GOP Rep. Chris Collins Resigns Ahead Of Reported Guilty Plea On Insider Trading.  (NPR, 9/30/2019)


Trump weighs in last year.


Dismay follows Trump's tweet about Chris Collins, attacking Jeff Sessions.  (The Buffalo News, 9/3/2018)
“The United States is not some banana republic with a two-tiered system of justice – one for the majority party and one for the minority party," tweeted Sen. Ben Sasse, a Nebraska Republican who is at frequent odds with the president. "These two men have been charged with crimes because of evidence, not because of who the President was when the investigations began." 
Most other elected Republicans remained silent on Trump's tweet.


Original 8/10/2018 post, "Insider trading charges against Chris Collins might put
 New York's 27th red congressional district into play", starts here.
Or not.  

Collins defeated the 1-term Democratic incumbent Kathy Hochul in 2014.  Since then Collins has romped.


Chris Collins Was Just Indicted.
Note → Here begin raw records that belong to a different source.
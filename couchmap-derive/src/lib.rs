#![recursion_limit = "128"]
//! # couchmap derive macros
//!
//! ## Macros
//!
//! ### `Convertible`
//!
//! Derives `couchmap::common::Convertible` for structs with named fields and
//! for enums, so they can be nested inside entities.
//!
//! - **Container attribute**: `#[converter(ignored = "a, b")]` skips fields; they
//!   come back as their default value
//!
//! ```rust,ignore
//! use couchmap_derive::Convertible;
//!
//! #[derive(Convertible, Default)]
//! pub struct Geo {
//!     pub lat: f64,
//!     pub lon: f64,
//! }
//!
//! #[derive(Convertible)]
//! pub enum Rating {
//!     Unrated,
//!     Stars(u8),
//! }
//! ```
//!
//! ### `CouchbaseEntity`
//!
//! Derives `couchmap::mapping::MappedEntity`, describing the persistent
//! properties of a struct. The struct must implement `Default`.
//!
//! - **Container attributes**: `name = "..."`, `expiry = N`, `n1ql_primary`,
//!   `n1ql_secondary = "index"`, `view(design = "...", name = "...")`
//! - **Field attributes**: `id`, `version`, `field = "stored_name"`,
//!   `constructor`, `transient`
//!
//! ```rust,ignore
//! use couchmap_derive::CouchbaseEntity;
//!
//! #[derive(CouchbaseEntity, Default)]
//! #[entity(name = "Hotel", expiry = 3600, n1ql_secondary = "idx_hotel")]
//! pub struct Hotel {
//!     #[entity(id)]
//!     pub id: String,
//!     #[entity(version)]
//!     pub cas: u64,
//!     #[entity(field = "hotel_name")]
//!     pub name: String,
//!     #[entity(transient)]
//!     pub cached_rank: u32,
//! }
//! ```

extern crate proc_macro;
mod convertible;
mod couchbase_entity;

use crate::convertible::{generate_convertible_for_enum, generate_convertible_for_struct};
use crate::couchbase_entity::generate_entity_for_struct;
use proc_macro::TokenStream;
use syn::{Data, DeriveInput};

/// Derives `Convertible` for a struct with named fields or an enum.
///
/// Structs become documents keyed by field name. Enums become a document
/// with a `variant` name and a `value` payload.
#[proc_macro_derive(Convertible, attributes(converter))]
pub fn derive_convert(input: TokenStream) -> TokenStream {
    let ast = syn::parse_macro_input!(input as DeriveInput);

    let result = match ast.data {
        Data::Struct(ref data) => generate_convertible_for_struct(&ast, data),
        Data::Enum(ref data) => generate_convertible_for_enum(&ast, data),
        Data::Union(_) => Err(syn::Error::new_spanned(
            &ast,
            "Cannot derive Convertible for unions",
        )),
    };

    match result {
        Ok(token_stream) => token_stream,
        Err(e) => syn::Error::new_spanned(
            &ast,
            format!("Failed to derive Convertible for '{}': {}", ast.ident, e),
        )
        .to_compile_error()
        .into(),
    }
}

/// Derives `MappedEntity` for a struct with named fields.
///
/// Every field that is not `transient` becomes a persistent property whose
/// type implements `Convertible` and `Default`. A null stored value resets
/// the field to its default. Fields marked `constructor` are resolved before
/// the others and passed to the struct literal that creates the instance.
///
/// # Errors
///
/// Returns a compile error if:
/// - Applied to an enum, a union or a tuple struct
/// - An attribute is unknown or malformed
/// - A `transient` field is also an id, a version or a constructor argument
#[proc_macro_derive(CouchbaseEntity, attributes(entity))]
pub fn derive_couchbase_entity(input: TokenStream) -> TokenStream {
    let ast = syn::parse_macro_input!(input as DeriveInput);

    match ast.data {
        Data::Struct(ref data) => match generate_entity_for_struct(&ast, data) {
            Ok(token_stream) => token_stream,
            Err(e) => syn::Error::new_spanned(
                &ast,
                format!(
                    "Failed to derive CouchbaseEntity for struct '{}': {}",
                    ast.ident, e
                ),
            )
            .to_compile_error()
            .into(),
        },
        Data::Enum(_) => syn::Error::new_spanned(
            &ast,
            "Cannot derive CouchbaseEntity for enums. Only structs are supported.",
        )
        .to_compile_error()
        .into(),
        Data::Union(_) => syn::Error::new_spanned(
            &ast,
            "Cannot derive CouchbaseEntity for unions. Only structs are supported.",
        )
        .to_compile_error()
        .into(),
    }
}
Can Democrats Flip His New York Seat?  (The New York Times, 8/8/2018)
Mr. Collins, who was the first congressman to endorse Donald J. Trump in 2016, is running for his fourth term in a Buffalo-area seat that is one of the most conservative in New York. Mr. Trump carried the district with nearly 60 percent of the vote, his best showing in the state, and Democrats had harbored little hope of unseating Mr. Collins amid the broader fall House battleground. 
But the indictment of Mr. Collins is expected to change that.

The latest redistricting made the 27th much friendlier to the GOP.